# What is needed
For the listing below, report all lines that hold the word "ErrorResponse".

# Data for analysis
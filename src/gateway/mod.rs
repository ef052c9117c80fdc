//! @ai:module:intent Remote verification service access and response normalization
//! @ai:module:layer infrastructure
//! @ai:module:public_api VerificationGatewayTrait, HttpVerificationGateway, MockVerificationGateway, VerificationOutcome, VerificationStatus

pub mod client;
pub mod outcome;

pub use client::{GenerationParams, HttpVerificationGateway, MockVerificationGateway, VerificationGatewayTrait};
pub use outcome::{
    ExtractedMetrics, MetricComparison, MetricKey, RemoteMetrics, VerificationOutcome, VerificationStatus,
};
pub mod model;
pub mod util;
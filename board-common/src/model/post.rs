use crate::{
    model::{Id, user::UserMarker},
    util::lenient_int,
};
use serde::{Deserialize, Serialize};

pub const POST_TITLE_MAX_LEN: usize = 200;
pub const POST_CONTENT_MAX_LEN: usize = 500;

#[derive(Copy, Clone, Eq, PartialEq, Ord, PartialOrd, Debug, Default, Hash)]
pub struct PostMarker;

/// A post joined with its author's username.
///
/// `author_username` is `None` when `author_id` does not name an existing user, which the
/// store allows.
#[derive(Clone, Eq, PartialEq, Debug, Default, Hash, Deserialize, Serialize)]
pub struct Post {
    pub id: Id<PostMarker>,
    pub title: String,
    pub content: String,
    pub author_id: Id<UserMarker>,
    pub author_username: Option<String>,
}

#[derive(Clone, Eq, PartialEq, Debug, Default, Hash, Deserialize, Serialize)]
pub struct CreatePost {
    pub title: String,
    pub content: String,
    #[serde(deserialize_with = "lenient_int::deserialize")]
    pub author_id: Id<UserMarker>,
}
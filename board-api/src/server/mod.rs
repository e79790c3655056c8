use axum::{
    Json, Router,
    extract::{
        FromRef, Request,
        rejection::{JsonRejection, PathRejection},
    },
    http::{StatusCode, Uri},
    response::{IntoResponse, Redirect, Response},
};
use axum_extra::extract::WithRejection;
use board_common::model::{Id, post::PostMarker};
use board_db::client::{DbClient, DbError};
use serde::{Deserialize, Serialize};
use std::{path::Path, sync::Arc};
use thiserror::Error;
use tower_http::{services::ServeDir, trace::TraceLayer};
use tracing::{debug, error};

mod routes;
mod session;

pub type ServerRouter = Router<ServerState>;

#[derive(Clone, Debug, FromRef)]
pub struct ServerState {
    pub db_client: Arc<DbClient>,
}

pub fn routes() -> ServerRouter {
    routes::routes().fallback(fallback)
}

/// The complete application: HTML pages, the JSON API and `/static` files from `static_dir`.
pub fn app(state: ServerState, static_dir: &Path) -> Router {
    routes()
        .nest_service("/static", ServeDir::new(static_dir))
        .with_state(state)
        .layer(TraceLayer::new_for_http())
}

/// A JSON request body whose rejection is reported as a [`ServerError`], so clients get the
/// same error shape everywhere.
pub type JsonBody<T> = WithRejection<Json<T>, ServerError>;

/// Sends requests that only missed a route by a trailing slash on to that route with a
/// `307`, which keeps the method and body. Everything else is an unknown route.
pub async fn fallback(request: Request) -> Response {
    let uri = request.into_parts().0.uri;

    match routes::slash_redirect(uri.path()) {
        Some(mut location) => {
            if let Some(query) = uri.query() {
                location.push('?');
                location.push_str(query);
            }
            debug!(from = %uri, to = %location, "Redirecting to route with matching slash");
            Redirect::temporary(&location).into_response()
        }
        None => ServerError::UnknownRoute(uri).into_response(),
    }
}

pub type Result<T, E = ServerError> = std::result::Result<T, E>;

#[derive(Debug, Error)]
pub enum ServerError {
    #[error("Unknown route requested: {0}")]
    UnknownRoute(Uri),
    #[error("Path rejected: {0}")]
    PathRejection(#[from] PathRejection),
    #[error("Incoming JSON rejected: {0}")]
    JsonRejection(#[from] JsonRejection),
    #[error("Page could not be rendered: {0}")]
    Template(#[from] askama::Error),
    #[error(transparent)]
    Database(#[from] DbError),
    #[error("User already exists")]
    UserAlreadyExists(String),
    #[error("Invalid username or password")]
    InvalidCredentials,
    #[error("Post not found")]
    PostByIdNotFound(Id<PostMarker>),
}

impl ServerError {
    pub fn status(&self) -> StatusCode {
        match self {
            ServerError::UnknownRoute(_)
            | ServerError::PathRejection(_)
            | ServerError::PostByIdNotFound(_) => StatusCode::NOT_FOUND,
            ServerError::JsonRejection(rejection) => rejection.status(),
            ServerError::UserAlreadyExists(_) => StatusCode::BAD_REQUEST,
            ServerError::InvalidCredentials => StatusCode::UNAUTHORIZED,
            ServerError::Database(err) if err.is_unavailable() => StatusCode::SERVICE_UNAVAILABLE,
            ServerError::Template(_) | ServerError::Database(_) => StatusCode::INTERNAL_SERVER_ERROR,
        }
    }

    /// The message shown to the client. Server-side failures are not described.
    pub fn detail(&self) -> String {
        match self.status() {
            StatusCode::SERVICE_UNAVAILABLE => "Service unavailable".to_owned(),
            status if status.is_server_error() => "Internal server error".to_owned(),
            _ => self.to_string(),
        }
    }
}

#[derive(Clone, Eq, PartialEq, Ord, PartialOrd, Debug, Hash, Serialize, Deserialize)]
pub struct ErrorResponse {
    pub status: u16,
    pub detail: String,
}

impl IntoResponse for ServerError {
    fn into_response(self) -> Response {
        let status = self.status();

        if status.is_server_error() {
            error!(error = %self, %status, "Replying with error");
        } else {
            debug!(error = ?self, %status, "Replying with error");
        }

        let error_response = ErrorResponse {
            status: status.as_u16(),
            detail: self.detail(),
        };
        (status, Json(error_response)).into_response()
    }
}
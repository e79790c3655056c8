//! Table definitions, created at start-up when missing.
//!
//! The store does not enforce unique usernames or that `posts.author_id` names an existing
//! user; both are left to the request handlers.

use board_common::model::{
    post::{POST_CONTENT_MAX_LEN, POST_TITLE_MAX_LEN},
    user::USERNAME_MAX_LEN,
};
use std::borrow::Cow;

#[derive(Copy, Clone, Eq, PartialEq, Debug, Hash)]
pub(crate) enum Backend {
    Postgres,
    Sqlite,
    MySql,
}

impl Backend {
    /// Maps the name reported by `AnyConnection::backend_name`.
    pub fn from_name(name: &str) -> Option<Self> {
        match name {
            "PostgreSQL" => Some(Self::Postgres),
            "SQLite" => Some(Self::Sqlite),
            "MySQL" => Some(Self::MySql),
            _ => None,
        }
    }

    /// MySQL has no `INSERT … RETURNING`; the new id comes from `last_insert_id` instead.
    pub fn supports_returning(self) -> bool {
        !matches!(self, Backend::MySql)
    }

    /// Rewrites `$1, $2, …` placeholders into the `?` form MySQL expects.
    ///
    /// Every query here binds its parameters in the order the placeholders appear.
    pub fn sql(self, query: &str) -> Cow<'_, str> {
        if self != Backend::MySql {
            return Cow::Borrowed(query);
        }

        let mut rewritten = String::with_capacity(query.len());
        let mut chars = query.chars().peekable();
        while let Some(c) = chars.next() {
            if c == '$' && chars.peek().is_some_and(char::is_ascii_digit) {
                while chars.next_if(char::is_ascii_digit).is_some() {}
                rewritten.push('?');
            } else {
                rewritten.push(c);
            }
        }

        Cow::Owned(rewritten)
    }

    /// Adapts an `INSERT` so the new row's id can be read back as an `id` column.
    pub fn returning_id(self, statement: &str) -> Cow<'_, str> {
        let statement = self.sql(statement);
        if self.supports_returning() {
            Cow::Owned(format!("{} RETURNING id", statement.trim_end()))
        } else {
            statement
        }
    }

    fn id_column(self) -> &'static str {
        match self {
            Backend::Postgres => "id BIGSERIAL PRIMARY KEY",
            Backend::Sqlite => "id INTEGER PRIMARY KEY AUTOINCREMENT",
            Backend::MySql => "id BIGINT AUTO_INCREMENT PRIMARY KEY",
        }
    }

    fn integer_type(self) -> &'static str {
        match self {
            Backend::Postgres | Backend::MySql => "BIGINT",
            Backend::Sqlite => "INTEGER",
        }
    }

    pub fn statements(self) -> Vec<String> {
        let id = self.id_column();
        let integer = self.integer_type();

        let users = format!(
            "
            CREATE TABLE IF NOT EXISTS users (
                {id},
                username VARCHAR({USERNAME_MAX_LEN}) NOT NULL,
                password {integer} NOT NULL{users_index}
            )
            ",
            users_index = self.inline_index("users_username_idx", "username"),
        );
        let posts = format!(
            "
            CREATE TABLE IF NOT EXISTS posts (
                {id},
                title VARCHAR({POST_TITLE_MAX_LEN}) NOT NULL,
                content VARCHAR({POST_CONTENT_MAX_LEN}) NOT NULL,
                author_id {integer} NOT NULL{posts_index}
            )
            ",
            posts_index = self.inline_index("posts_author_id_idx", "author_id"),
        );

        match self {
            // MySQL has no `CREATE INDEX IF NOT EXISTS`, so its indexes live in the table.
            Backend::MySql => vec![users, posts],
            Backend::Postgres | Backend::Sqlite => vec![
                users,
                "CREATE INDEX IF NOT EXISTS users_username_idx ON users (username)".to_owned(),
                posts,
                "CREATE INDEX IF NOT EXISTS posts_author_id_idx ON posts (author_id)".to_owned(),
            ],
        }
    }

    fn inline_index(self, name: &str, column: &str) -> String {
        match self {
            Backend::MySql => format!(",\n                INDEX {name} ({column})"),
            Backend::Postgres | Backend::Sqlite => String::new(),
        }
    }
}
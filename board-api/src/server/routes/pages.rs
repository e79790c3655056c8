use crate::server::{Result, ServerRouter};
use askama::Template;
use axum::response::Html;
use axum_extra::routing::{RouterExt, TypedPath};

pub(super) const PATHS: &[&str] = &[
    LoginPagePath::PATH,
    SignupPagePath::PATH,
    PostsPagePath::PATH,
];

pub fn routes() -> ServerRouter {
    ServerRouter::new()
        .typed_get(login_page)
        .typed_get(signup_page)
        .typed_get(posts_page)
}

#[derive(Template)]
#[template(path = "login.html")]
struct LoginPage {
    title: &'static str,
}

#[derive(Template)]
#[template(path = "signup.html")]
struct SignupPage {
    title: &'static str,
}

#[derive(Template)]
#[template(path = "posts.html")]
struct PostsPage {
    title: &'static str,
}

fn render(page: &impl Template) -> Result<Html<String>> {
    Ok(Html(page.render()?))
}

#[derive(TypedPath)]
#[typed_path("/")]
struct LoginPagePath;

async fn login_page(LoginPagePath: LoginPagePath) -> Result<Html<String>> {
    render(&LoginPage { title: "Log in" })
}

#[derive(TypedPath)]
#[typed_path("/signup-page")]
struct SignupPagePath;

async fn signup_page(SignupPagePath: SignupPagePath) -> Result<Html<String>> {
    render(&SignupPage { title: "Sign up" })
}

#[derive(TypedPath)]
#[typed_path("/posts-page")]
struct PostsPagePath;

async fn posts_page(PostsPagePath: PostsPagePath) -> Result<Html<String>> {
    render(&PostsPage { title: "Posts" })
}
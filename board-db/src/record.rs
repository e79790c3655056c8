use board_common::model::{post::Post, user::User};
use sqlx::FromRow;

#[derive(Clone, Eq, PartialEq, Debug, Default, Hash, FromRow)]
pub(crate) struct UserRecord {
    pub id: i64,
    pub username: String,
}

/// A `posts` row left-joined onto `users`.
#[derive(Clone, Eq, PartialEq, Debug, Default, Hash, FromRow)]
pub(crate) struct PostRecord {
    pub id: i64,
    pub title: String,
    pub content: String,
    pub author_id: i64,
    pub author_username: Option<String>,
}

impl From<UserRecord> for User {
    fn from(value: UserRecord) -> Self {
        Self {
            id: value.id.into(),
            username: value.username,
        }
    }
}

impl From<PostRecord> for Post {
    fn from(value: PostRecord) -> Self {
        Self {
            id: value.id.into(),
            title: value.title,
            content: value.content,
            author_id: value.author_id.into(),
            author_username: value.author_username,
        }
    }
}
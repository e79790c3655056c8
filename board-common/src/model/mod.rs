pub mod post;
pub mod user;

use derive_where::derive_where;
use serde::{Deserialize, Serialize};
use std::{fmt::Display, marker::PhantomData};

/// A store-assigned row id, tagged with the kind of record it identifies.
///
/// Serializes as a bare integer.
#[derive_where(Copy, Clone, Eq, PartialEq, Ord, PartialOrd, Debug, Default, Hash)]
#[derive(Serialize, Deserialize)]
#[serde(transparent)]
pub struct Id<Marker>(i64, #[serde(skip)] PhantomData<Marker>);

impl<Marker> Id<Marker> {
    #[must_use]
    pub fn new(id: i64) -> Self {
        Self(id, PhantomData)
    }

    #[must_use]
    pub fn get(self) -> i64 {
        self.0
    }
}

impl<Marker> Display for Id<Marker> {
    fn fmt(&self, f: &mut std::fmt::Formatter<'_>) -> std::fmt::Result {
        Display::fmt(&self.0, f)
    }
}

impl<Marker> From<i64> for Id<Marker> {
    fn from(value: i64) -> Self {
        Self::new(value)
    }
}

impl<Marker> From<Id<Marker>> for i64 {
    fn from(value: Id<Marker>) -> Self {
        value.get()
    }
}

#[cfg(test)]
mod tests {
    use crate::model::{Id, post::PostMarker, user::UserMarker};

    #[test]
    fn id_is_a_bare_integer_on_the_wire() {
        let id = Id::<UserMarker>::new(42);

        assert_eq!(serde_json::to_string(&id).unwrap(), "42");
        assert_eq!(serde_json::from_str::<Id<UserMarker>>("42").unwrap(), id);
        assert_eq!(id.to_string(), "42");
    }

    #[test]
    fn id_conversions() {
        let id: Id<PostMarker> = 7.into();
        assert_eq!(id.get(), 7);
        assert_eq!(i64::from(id), 7);
        assert!(Id::<PostMarker>::new(1) < Id::new(2));
    }
}
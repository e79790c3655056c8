use crate::server::{JsonBody, Result, ServerError, ServerRouter};
use axum::{Json, extract::State};
use axum_extra::{
    extract::WithRejection,
    routing::{RouterExt, TypedPath},
};
use board_common::model::user::{Credentials, LoginResponse, SignupResponse};
use board_db::client::DbClient;
use std::sync::Arc;
use tracing::info;

pub(super) const PATHS: &[&str] = &[SignupPath::PATH, LoginPath::PATH];

pub fn routes() -> ServerRouter {
    ServerRouter::new().typed_post(signup).typed_post(login)
}

#[derive(TypedPath)]
#[typed_path("/signup/")]
struct SignupPath;

async fn signup(
    SignupPath: SignupPath,
    State(db_client): State<Arc<DbClient>>,
    WithRejection(Json(credentials), _): JsonBody<Credentials>,
) -> Result<Json<SignupResponse>> {
    let mut db = db_client.session().await?;

    // Nothing in the store stops two concurrent signups from both passing this check.
    if db
        .fetch_user_by_username(&credentials.username)
        .await?
        .is_some()
    {
        return Err(ServerError::UserAlreadyExists(credentials.username));
    }

    let user = db.create_user(&credentials).await?;
    info!(user_id = %user.id, username = %user.username, "Signed up new user");

    Ok(Json(SignupResponse::new(user)))
}

#[derive(TypedPath)]
#[typed_path("/login/")]
struct LoginPath;

async fn login(
    LoginPath: LoginPath,
    State(db_client): State<Arc<DbClient>>,
    WithRejection(Json(credentials), _): JsonBody<Credentials>,
) -> Result<Json<LoginResponse>> {
    let user = db_client
        .session()
        .await?
        .fetch_user_by_credentials(&credentials)
        .await?
        .ok_or(ServerError::InvalidCredentials)?;

    Ok(Json(LoginResponse::new(user)))
}
//! Runs the application on a real socket, since holding a body back needs a raw client.

mod common;

use common::test_app;
use std::{net::SocketAddr, time::Duration};
use tokio::{
    io::{AsyncReadExt, AsyncWriteExt},
    net::{TcpListener, TcpStream},
    time::{sleep, timeout},
};

async fn serve() -> SocketAddr {
    let app = test_app().await;
    let listener = TcpListener::bind("127.0.0.1:0").await.unwrap();
    let address = listener.local_addr().unwrap();

    tokio::spawn(async move { axum::serve(listener, app).await.unwrap() });

    address
}

/// Sends the headers of a JSON `POST` and only the first byte of its body.
async fn stall_upload(address: SocketAddr, path: &str) -> TcpStream {
    let mut stream = TcpStream::connect(address).await.unwrap();
    let request = format!(
        "POST {path} HTTP/1.1\r\n\
         Host: localhost\r\n\
         Content-Type: application/json\r\n\
         Content-Length: 100\r\n\
         \r\n\
         {{"
    );
    stream.write_all(request.as_bytes()).await.unwrap();
    stream.flush().await.unwrap();

    stream
}

async fn get(address: SocketAddr, path: &str) -> String {
    let mut stream = TcpStream::connect(address).await.unwrap();
    let request = format!("GET {path} HTTP/1.1\r\nHost: localhost\r\nConnection: close\r\n\r\n");
    stream.write_all(request.as_bytes()).await.unwrap();

    let mut response = String::new();
    stream.read_to_string(&mut response).await.unwrap();
    response
}

// The in-memory store has a single connection, so one held connection would block the read.
#[tokio::test]
async fn pending_uploads_hold_no_connection() {
    let address = serve().await;

    let _stalled = [
        stall_upload(address, "/signup/").await,
        stall_upload(address, "/login/").await,
        stall_upload(address, "/posts/").await,
    ];
    sleep(Duration::from_millis(100)).await;

    let response = timeout(Duration::from_secs(5), get(address, "/posts/"))
        .await
        .expect("listing posts blocked behind pending uploads");

    assert!(response.starts_with("HTTP/1.1 200"), "{response}");
    assert!(response.ends_with("[]"), "{response}");
}
pub mod config;
pub mod server;
//! httping
//!
//! An HTTP latency probe. It sends sequential requests to one destination,
//! each over a freshly dialed connection, splits every round trip into
//! connection time and request time, and reports ping-style statistics.

pub mod cli;
pub mod client;
pub mod config;
pub mod error;
pub mod executor;
pub mod logging;
pub mod models;
pub mod output;
pub mod stats;
pub mod types;

// Re-export commonly used types
pub use client::{TimedTransport, TransportError, TransportOptions, TransportTimings};
pub use error::{AppError, Result};
pub use executor::{cancellation_pair, AttemptReporter, CancellationHandle, CancellationToken, ProbeLoop};
pub use models::{AttemptOutcome, Config, ProbeConfig};
pub use stats::{ProbeStatistics, ProbeSummary};
pub use types::{AggregationMode, Termination};

/// Application version information
pub const VERSION: &str = env!("CARGO_PKG_VERSION");
pub const PKG_NAME: &str = env!("CARGO_PKG_NAME");
pub const PKG_DESCRIPTION: &str = env!("CARGO_PKG_DESCRIPTION");

/// Default configuration values
pub mod defaults {
    use std::time::Duration;

    pub const DEFAULT_METHOD: &str = "GET";
    pub const DEFAULT_COUNT: u32 = 5;
    pub const DEFAULT_INTERVAL_SECONDS: f64 = 1.0;
    pub const DEFAULT_TIMEOUT: Duration = Duration::from_secs(10);
    pub const DEFAULT_DIAL_TIMEOUT: Duration = Duration::from_secs(10);
    pub const DEFAULT_MAX_REDIRECTS: usize = 10;
    /// Upper bound for `count`; the RTT table holds one slot per attempt
    pub const MAX_COUNT: u32 = 1_000_000;
    pub const DEFAULT_ENABLE_COLOR: bool = true;
}
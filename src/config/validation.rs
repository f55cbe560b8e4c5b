//! Configuration validation utilities and rules
//!
//! [`Config::validate`] rejects configurations that cannot run. The checks
//! here only produce advisories about configurations that run but may not
//! measure what the user expects.

use crate::{error::Result, models::Config};
use std::net::IpAddr;

/// Methods hyper knows by name; anything else is sent as an extension method
const STANDARD_METHODS: [&str; 9] = ["GET", "HEAD", "POST", "PUT", "DELETE", "OPTIONS", "PATCH", "TRACE", "CONNECT"];

/// Configuration validator with advisory rules
pub struct ConfigValidator;

impl ConfigValidator {
    /// Validate configuration, returning advisories when it is runnable
    pub fn validate_comprehensive(config: &Config) -> Result<Vec<ValidationWarning>> {
        config.validate()?;

        let mut warnings = Vec::new();
        warnings.extend(Self::validate_destination(config));
        warnings.extend(Self::validate_method(&config.method));
        warnings.extend(Self::validate_pacing(config));

        Ok(warnings)
    }

    fn validate_destination(config: &Config) -> Vec<ValidationWarning> {
        let mut warnings = Vec::new();

        let Ok(parsed) = url::Url::parse(&config.destination) else {
            return warnings;
        };

        if parsed.scheme() == "http" && !config.verify_tls {
            warnings.push(ValidationWarning::new(
                ValidationLevel::Info,
                "--insecure has no effect on a plain HTTP destination".to_string(),
            ));
        }

        if parsed.scheme() == "https" {
            warnings.push(ValidationWarning::new(
                ValidationLevel::Info,
                "TLS handshake time is counted as request time, not connection time".to_string(),
            ));
        }

        let private_host = match parsed.host() {
            Some(url::Host::Ipv4(ip)) => Self::is_local(&IpAddr::V4(ip)),
            Some(url::Host::Ipv6(ip)) => Self::is_local(&IpAddr::V6(ip)),
            Some(url::Host::Domain(domain)) => domain.eq_ignore_ascii_case("localhost"),
            None => false,
        };
        if private_host {
            warnings.push(ValidationWarning::new(
                ValidationLevel::Info,
                format!("Destination '{}' targets private/local network", config.destination),
            ));
        }

        warnings
    }

    fn validate_method(method: &str) -> Vec<ValidationWarning> {
        let mut warnings = Vec::new();

        if !STANDARD_METHODS.iter().any(|standard| standard.eq_ignore_ascii_case(method)) {
            warnings.push(ValidationWarning::new(
                ValidationLevel::Warning,
                format!("Method '{}' is not a standard HTTP method and will be sent as-is", method),
            ));
        } else if method != method.to_ascii_uppercase() {
            warnings.push(ValidationWarning::new(
                ValidationLevel::Info,
                format!("Method '{}' is case-sensitive on the wire; most servers expect '{}'", method, method.to_ascii_uppercase()),
            ));
        }

        warnings
    }

    fn validate_pacing(config: &Config) -> Vec<ValidationWarning> {
        let mut warnings = Vec::new();
        let interval = config.interval();

        if interval.is_zero() {
            warnings.push(ValidationWarning::new(
                ValidationLevel::Info,
                "Zero interval: requests are sent back to back with no time budget".to_string(),
            ));
        } else if config.timeout() >= interval {
            warnings.push(ValidationWarning::new(
                ValidationLevel::Warning,
                format!(
                    "Timeout of {}s is not shorter than the {}s interval; slow requests can end the run before {} are sent",
                    config.timeout_seconds, config.interval_seconds, config.count
                ),
            ));
        }

        if config.count > 1000 {
            warnings.push(ValidationWarning::new(
                ValidationLevel::Info,
                format!("High count of {} will take a long time", config.count),
            ));
        }

        warnings
    }

    fn is_local(ip: &IpAddr) -> bool {
        match ip {
            IpAddr::V4(ipv4) => ipv4.is_private() || ipv4.is_loopback() || ipv4.is_link_local(),
            IpAddr::V6(ipv6) => ipv6.is_loopback(),
        }
    }
}

/// Validation warning levels
#[derive(Debug, Clone, PartialEq)]
pub enum ValidationLevel {
    Info,
    Warning,
    Error,
}

impl ValidationLevel {
    /// Get display string for level
    pub fn as_str(&self) -> &'static str {
        match self {
            Self::Info => "INFO",
            Self::Warning => "WARNING",
            Self::Error => "ERROR",
        }
    }

    /// Get color for terminal display
    pub fn color(&self) -> colored::Color {
        match self {
            Self::Info => colored::Color::Blue,
            Self::Warning => colored::Color::Yellow,
            Self::Error => colored::Color::Red,
        }
    }
}

/// Configuration validation warning
#[derive(Debug, Clone)]
pub struct ValidationWarning {
    pub level: ValidationLevel,
    pub message: String,
}

impl ValidationWarning {
    /// Create a new validation warning
    pub fn new(level: ValidationLevel, message: String) -> Self {
        Self { level, message }
    }

    /// Format warning for display
    pub fn format(&self, use_color: bool) -> String {
        if use_color {
            use colored::Colorize;
            format!("[{}] {}", self.level.as_str().color(self.level.color()).bold(), self.message)
        } else {
            format!("[{}] {}", self.level.as_str(), self.message)
        }
    }
}

/// Convenience function for comprehensive configuration validation
pub fn validate_config(config: &Config) -> Result<Vec<ValidationWarning>> {
    ConfigValidator::validate_comprehensive(config)
}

# Output
pub struct ErrorResponse {
        let error_response = ErrorResponse {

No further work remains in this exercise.